Estimation of amorphous organic carbon/water partition coefficients, subcooled liquid aqueous solubilities, and n-octanol/water partition coefficients of nonpolar chlorinated aromatic compounds from chlorine fragment constants

This study aims to derive the relation between the number of chlorine atoms in chlorobenzenes, polychlorinated biphenyls (PCBs), dibenzo-p-dioxins (PCDDs), and dibenzofurans (PCDFs) and log Koc for linear partitioning between water and average amorphous organic carbon in soils or sediments. Because reliable determinations of log Koc are relatively sparse for chlorobenzenes and PCBs, and are even absent for PCDDs and PCDFs, a work-around solution was developed: First, the relation of n-octanol/water partitioning (Kow) and (subcooled) liquid solubility (Sl) to the number of chlorines was investigated.
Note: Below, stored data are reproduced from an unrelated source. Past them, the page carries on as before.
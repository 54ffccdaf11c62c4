//! Bookstore Dashboard - Backend Server

use std::{net::SocketAddr, sync::Arc, time::Duration};

use anyhow::Context;
use sqlx::postgres::PgPoolOptions;
use tracing_subscriber::{layer::SubscriberExt, util::SubscriberInitExt};

use bookstore_dashboard::{create_app, AppState, Config, GeminiClient};

#[tokio::main]
async fn main() -> anyhow::Result<()> {
    // Initialize tracing
    tracing_subscriber::registry()
        .with(
            tracing_subscriber::EnvFilter::try_from_default_env()
                .unwrap_or_else(|_| "bookstore_dashboard=debug,tower_http=debug,sqlx=warn".into()),
        )
        .with(tracing_subscriber::fmt::layer())
        .init();

    // Load configuration
    dotenvy::dotenv().ok();
    let config = Config::load().context("Failed to load configuration")?;

    tracing::info!("Starting Bookstore Dashboard Server");
    tracing::info!("Environment: {}", config.environment);

    // Create database connection pool
    tracing::info!("Connecting to database...");
    let db_pool = PgPoolOptions::new()
        .max_connections(config.database.max_connections)
        .min_connections(config.database.min_connections)
        .acquire_timeout(Duration::from_secs(30))
        .connect(&config.database.url)
        .await?;

    tracing::info!("Database connection established");

    // Run migrations in development
    if config.environment == "development" {
        tracing::info!("Running database migrations...");
        sqlx::migrate!("./migrations").run(&db_pool).await?;
        tracing::info!("Migrations completed");
    }

    let gemini = GeminiClient::from_config(&config.gemini)?;
    match &gemini {
        Some(client) => tracing::info!(model = client.model(), "AI analysis enabled"),
        None => tracing::warn!("GEMINI_API_KEY not set, AI analysis disabled"),
    }

    // Create application state
    let state = AppState {
        db: db_pool,
        config: Arc::new(config.clone()),
        gemini,
    };

    // Build application
    let app = create_app(state);

    // Start server
    let addr: SocketAddr = format!("{}:{}", config.server.host, config.server.port)
        .parse()
        .context("Invalid server address")?;
    tracing::info!("Listening on {}", addr);

    let listener = tokio::net::TcpListener::bind(addr).await?;
    axum::serve(listener, app).await?;

    Ok(())
}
Slopes for the linear correlation of log Kow with the number of chlorines (corrected for the number of ortho-chlorines in the case of PCBs) appeared identical for chlorobenzenes, PCBs, PCDDs, and PCDFs. Such was also the case for log Sl. Slopes for the linear relation of chlorobenzenes and PCB log Koc values with the number of chlorines were similar for the various soils and sediments, though intercepts were different. The ortho-chlorine correction factor for PCB log Koc was equal to the ortho-chlorine correction factor for PCB log Kow and log Sl. For PCDDs and PCDFs, a relation between log Koc and the number of chlorine atoms was derived by combining the chlorobenzenes/PCB log Koc − log Kow and log Koc − log Sl relationships with log Kow (or Sl)-chlorine number relations for PCDDs and PCDFs.